The biggest storage on carbon is in the soil and in mangrove areas, tidal movement make sediments get trapped by mangroves and there is build up of carbon storage, he explains.

“Mangroves are unique tropical forest with an exceptional ability to capture and store carbon,” Kairo says.

The Gazi Mangrove project for example stores over 3000 tonnes of carbon per year which is sold at over 12,000 US dollars annually according to statistics from KMFRI. The carbons are bought mostly by Earth Watch and the money obtained is ploughed back into development projects in the community, the villagers benefiting from the projects admit.

Money obtained from sale of carbon credits is used to buy books for children and equip schools, making it easier and encouraging for parents to send their children to school, a complete break from a long standing tradition where children were initiated into fishing and many abandoned school because their parents could not afford.

“Schools in Gazi and Makongeni have been reconstructed with more classrooms, textbooks distributed to pupils for free and this has encouraged many more parents to send their children to school,” says Anne Wanjiru.

The Mangrove forest in the area had in the past suffered from serious degradation by activities of, commercial loggers, and industries dealing with wood from mangroves as well as local fishing community members smoking fish. The community members say illegal and abusive mangrove cutting use to scare fish away making life perilous for the fishing communities of Makongeni, Chale and Gazi villages.

“We could hardly get fish even to eat, talk less of selling to earn income to support our families and send our children to school,” says Josephat Mnwarima, fisherman and coordinator of the Mikoko Pamoja mangroves restoration and protection project.

But now things have changed for the better according to members of the fishing community.

“I now catch three times more fish than I used to before 2010,” says Wanga Ahmed a fisherman from Wasini Island one of the villages in the area.

He expresses hope that with the ongoing expansion scheme, their community will in the future by a haven for varied species of fish bringing more income and better living condition to the population

UNEP says the mangrove forest expansion scheme is a global project also happening in other countries in the continent like Madagascar, Mozambique.

“UNEP is supporting similar initiatives in other countries in the continent,” Gabriel says.

However the scheme is not without challenges. “We have had a series of challenges driving the expansion scheme,” he admits.

These include difficulties in carrying out scientific assessment of carbon stocks, getting the mostly illiterate village communities understand the importance of the project and also getting more buyers of carbon stocks.

“We also have problems of leakages. In the course of protecting one area we sometimes discover the mangrove cutters have relocated to other areas,” Gabriel says.

As solution, he says UNEP is supporting the planting of casuarina trees, a specie that grows quickly for wood used by locals thus preventing the cutting of mangroves.

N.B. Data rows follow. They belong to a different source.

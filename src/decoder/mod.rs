/*
** This file is a part of Xylem (XML tree loader for configuration data)
**
** Xylem is free software: you can redistribute it and/or modify it
** under the terms of the GNU Lesser General Public License as
** published by the Free Software Foundation, either version 3 of
** the License, or (at your option) any later version.
*/

mod error;

use std::io::Read;

use log::trace;

pub use error::DecodeError;
pub(crate) use error::description;

/// Text encoding of the input bytes, detected once when the decoder
/// is opened.
#[derive(Clone, Copy, Debug, Eq, PartialEq)]
pub enum Encoding {
    Utf8,
    Utf16Le,
    Utf16Be,
}

/// Decoded bytes produced per refill call.
const DECODE_BYTES: usize = 4096;

/// Capacity of the raw byte buffer. It is topped up from the source
/// whenever the undecoded remainder drops below two decode buffers'
/// worth, so a refill never stalls on a short source read.
const RAW_BYTES: usize = 3 * DECODE_BYTES;

const REPLACEMENT: char = '\u{fffd}';

// Length of a UTF-8 sequence by its leading byte; 0 marks a byte that
// cannot start a sequence. 0xc0/0xc1 are the overlong 2-byte leads.
const UTF8_LEN: [u8; 256] = build_utf8_len();

const fn build_utf8_len() -> [u8; 256] {
    let mut table = [0u8; 256];
    let mut i = 0;
    while i < 256 {
        table[i] = match i {
            0x00..=0x7f => 1,
            0xc2..=0xdf => 2,
            0xe0..=0xef => 3,
            0xf0..=0xf7 => 4,
            _ => 0,
        };
        i += 1;
    }
    table
}

/// Incremental byte-to-character decoder over a readable byte source.
///
/// The decoder detects the input encoding from the byte order mark (or
/// the shape of the first bytes) once at open, then serves the scanner
/// a window of already-validated UTF-8 text. The window is backed by
/// two equally sized buffers used in alternation: a
/// [refill()](Decoder::refill) call copies the caller's still-needed
/// suffix to the front of the spare buffer, decodes fresh characters
/// after it, and swaps. This is what lets a token span any number of
/// refill boundaries while staying one contiguous slice.
///
/// Malformed input sequences are replaced with U+FFFD without
/// desynchronizing the characters that follow. Two conditions are hard
/// errors instead: an input whose encoding cannot be recognized, and a
/// 4-byte UTF-8 sequence (supplementary-plane characters are not
/// supported). The first error is latched; refill calls after it report
/// that no more data is available.
pub struct Decoder<R> {
    source: R,
    encoding: Encoding,
    raw: Vec<u8>,
    raw_pos: usize,
    source_eof: bool,
    out: String,
    spare: String,
    resync: bool,
    failed: bool,
}

impl<R: Read> Decoder<R> {
    /// Opens a decoder over the source and detects the encoding.
    ///
    /// This performs the first source reads. An input that starts with
    /// none of the known byte order marks and does not look like
    /// unmarked UTF-8 XML text is rejected here.
    pub fn new(source: R) -> Result<Decoder<R>, DecodeError> {
        let mut decoder = Decoder {
            source,
            encoding: Encoding::Utf8,
            raw: Vec::with_capacity(RAW_BYTES),
            raw_pos: 0,
            source_eof: false,
            out: String::with_capacity(DECODE_BYTES),
            spare: String::with_capacity(DECODE_BYTES),
            resync: false,
            failed: false,
        };
        decoder.fill_raw()?;
        decoder.encoding = decoder.detect_encoding()?;
        trace!("detected encoding {:?}", decoder.encoding);

        Ok(decoder)
    }

    /// The encoding detected at open.
    pub fn encoding(&self) -> Encoding {
        self.encoding
    }

    /// The current window of decoded text.
    pub fn text(&self) -> &str {
        &self.out
    }

    /// Refills the decoded window, keeping `out[retain_from..]` at the
    /// front of the new window.
    ///
    /// Returns true when new characters were produced, false when the
    /// source is exhausted (or a previous error already ended the
    /// stream). The retained suffix is copied, never aliased, so slices
    /// taken from the old window must not be used after this call.
    pub fn refill(&mut self, retain_from: usize) -> Result<bool, DecodeError> {
        if self.failed {
            return Ok(false);
        }
        self.spare.clear();
        self.spare.push_str(&self.out[retain_from..]);
        std::mem::swap(&mut self.out, &mut self.spare);
        let base = self.out.len();

        loop {
            if self.raw.len() - self.raw_pos < 2 * DECODE_BYTES && !self.source_eof {
                self.fill_raw()?;
            }
            match self.encoding {
                Encoding::Utf8 => self.decode_utf8()?,
                Encoding::Utf16Le | Encoding::Utf16Be => self.decode_utf16(),
            }
            if self.out.len() > base {
                return Ok(true);
            }
            if self.source_eof {
                return Ok(false);
            }
        }
    }

    fn detect_encoding(&mut self) -> Result<Encoding, DecodeError> {
        let raw = self.raw.as_slice();
        if raw.len() >= 2 && raw[0] == 0xff && raw[1] == 0xfe {
            self.raw_pos = 2;
            return Ok(Encoding::Utf16Le);
        }
        if raw.len() >= 2 && raw[0] == 0xfe && raw[1] == 0xff {
            self.raw_pos = 2;
            return Ok(Encoding::Utf16Be);
        }
        if raw.len() >= 3 && raw[0] == 0xef && raw[1] == 0xbb && raw[2] == 0xbf {
            self.raw_pos = 3;
            return Ok(Encoding::Utf8);
        }
        // No mark: XML text can only start with '<' or whitespace, and a
        // zero second byte would mean unmarked UTF-16LE which we do not
        // guess at.
        match raw.first() {
            Some(b'<' | b'\t' | b'\n' | b'\r' | b' ') if !(raw.len() >= 2 && raw[1] == 0) => {
                Ok(Encoding::Utf8)
            }
            _ => {
                self.failed = true;
                Err(DecodeError::BadEncoding(description::UNRECOGNIZED_ENCODING))
            }
        }
    }

    fn fill_raw(&mut self) -> Result<(), DecodeError> {
        self.raw.drain(..self.raw_pos);
        self.raw_pos = 0;
        while self.raw.len() < RAW_BYTES && !self.source_eof {
            let old_len = self.raw.len();
            self.raw.resize(RAW_BYTES, 0);
            match self.source.read(&mut self.raw[old_len..]) {
                Ok(0) => {
                    self.raw.truncate(old_len);
                    self.source_eof = true;
                }
                Ok(n) => {
                    self.raw.truncate(old_len + n);
                }
                Err(err) if err.kind() == std::io::ErrorKind::Interrupted => {
                    self.raw.truncate(old_len);
                }
                Err(err) => {
                    self.raw.truncate(old_len);
                    self.source_eof = true;
                    self.failed = true;
                    return Err(DecodeError::Io(err));
                }
            }
        }
        Ok(())
    }

    fn decode_utf8(&mut self) -> Result<(), DecodeError> {
        let fill_limit = self.out.len() + DECODE_BYTES;
        while self.out.len() < fill_limit {
            if self.resync {
                // Skip the bytes that still look like continuations of
                // the malformed sequence already replaced with U+FFFD.
                while self.raw_pos < self.raw.len() && self.raw[self.raw_pos] & 0xc0 == 0x80 {
                    self.raw_pos += 1;
                }
                if self.raw_pos >= self.raw.len() && !self.source_eof {
                    break;
                }
                self.resync = false;
            }
            if self.raw_pos >= self.raw.len() {
                break;
            }
            let b = self.raw[self.raw_pos];
            if b == 0 {
                // NUL is not a legal XML character.
                self.raw_pos += 1;
                self.out.push(REPLACEMENT);
                continue;
            }
            if b < 0x80 {
                let limit = self.raw.len().min(self.raw_pos + (fill_limit - self.out.len()));
                let mut end = self.raw_pos + 1;
                while end < limit {
                    let c = self.raw[end];
                    if c == 0 || c >= 0x80 {
                        break;
                    }
                    end += 1;
                }
                // SAFETY: every byte in raw_pos..end is ASCII.
                let run = unsafe { std::str::from_utf8_unchecked(&self.raw[self.raw_pos..end]) };
                self.out.push_str(run);
                self.raw_pos = end;
                continue;
            }
            let len = UTF8_LEN[b as usize] as usize;
            if len == 4 {
                self.failed = true;
                return Err(DecodeError::BadEncoding(description::SUPPLEMENTARY_CHAR));
            }
            if len == 0 {
                self.raw_pos += 1;
                self.out.push(REPLACEMENT);
                self.resync = true;
                continue;
            }
            if self.raw.len() - self.raw_pos < len {
                if !self.source_eof {
                    // The sequence may complete with the next source read.
                    break;
                }
                self.raw_pos += 1;
                self.out.push(REPLACEMENT);
                self.resync = true;
                continue;
            }
            let b1 = self.raw[self.raw_pos + 1];
            let decoded = if len == 2 {
                if b1 & 0xc0 == 0x80 {
                    Some((u32::from(b & 0x1f) << 6) | u32::from(b1 & 0x3f))
                } else {
                    None
                }
            } else {
                let b2 = self.raw[self.raw_pos + 2];
                if b1 & 0xc0 == 0x80 && b2 & 0xc0 == 0x80 {
                    let cp = (u32::from(b & 0x0f) << 12)
                        | (u32::from(b1 & 0x3f) << 6)
                        | u32::from(b2 & 0x3f);
                    if cp >= 0x800 && !(0xd800..=0xdfff).contains(&cp) {
                        Some(cp)
                    } else {
                        None
                    }
                } else {
                    None
                }
            };
            match decoded {
                Some(cp) => {
                    self.out.push(char::from_u32(cp).unwrap_or(REPLACEMENT));
                    self.raw_pos += len;
                }
                None => {
                    self.raw_pos += 1;
                    self.out.push(REPLACEMENT);
                    self.resync = true;
                }
            }
        }
        Ok(())
    }

    fn decode_utf16(&mut self) {
        let fill_limit = self.out.len() + DECODE_BYTES;
        while self.out.len() < fill_limit {
            let avail = self.raw.len() - self.raw_pos;
            if avail == 0 {
                break;
            }
            if avail == 1 {
                if !self.source_eof {
                    break;
                }
                // Dangling single byte at true end of file.
                self.raw_pos += 1;
                self.out.push(REPLACEMENT);
                continue;
            }
            let unit = self.read_unit(self.raw_pos);
            if (0xd800..0xdc00).contains(&unit) {
                if avail < 4 {
                    if !self.source_eof {
                        break;
                    }
                    self.raw_pos += 2;
                    self.out.push(REPLACEMENT);
                    continue;
                }
                let low = self.read_unit(self.raw_pos + 2);
                if (0xdc00..0xe000).contains(&low) {
                    let cp = 0x10000
                        + ((u32::from(unit) - 0xd800) << 10)
                        + (u32::from(low) - 0xdc00);
                    self.out.push(char::from_u32(cp).unwrap_or(REPLACEMENT));
                    self.raw_pos += 4;
                } else {
                    // Unpaired high surrogate; the next unit is kept for
                    // reprocessing on its own.
                    self.out.push(REPLACEMENT);
                    self.raw_pos += 2;
                }
            } else if unit == 0 || (0xdc00..0xe000).contains(&unit) {
                self.out.push(REPLACEMENT);
                self.raw_pos += 2;
            } else {
                self.out.push(char::from_u32(u32::from(unit)).unwrap_or(REPLACEMENT));
                self.raw_pos += 2;
            }
        }
    }

    fn read_unit(&self, pos: usize) -> u16 {
        let pair = [self.raw[pos], self.raw[pos + 1]];
        match self.encoding {
            Encoding::Utf16Le => u16::from_le_bytes(pair),
            _ => u16::from_be_bytes(pair),
        }
    }
}

#[cfg(test)]
mod tests;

African authorities have saluted the support by development stakeholders to the Kenyan local community mangrove conservation initiative to fight climate change, calling on the project to be replicated in other coastal regions in the continent.

“We have to be proud of our continent and support good practices that serves as world model like the local community-led mangrove conservation efforts in Kenya.

In the next African environment ministers meeting in South Africa 2018 efforts at replicating such initiative will be put on the table,” announced  Pacome Moubelet Boubeya, President of African Ministerial Conference on the Environment, at the ongoing UN Environment Assembly in Nairobi, Kenya.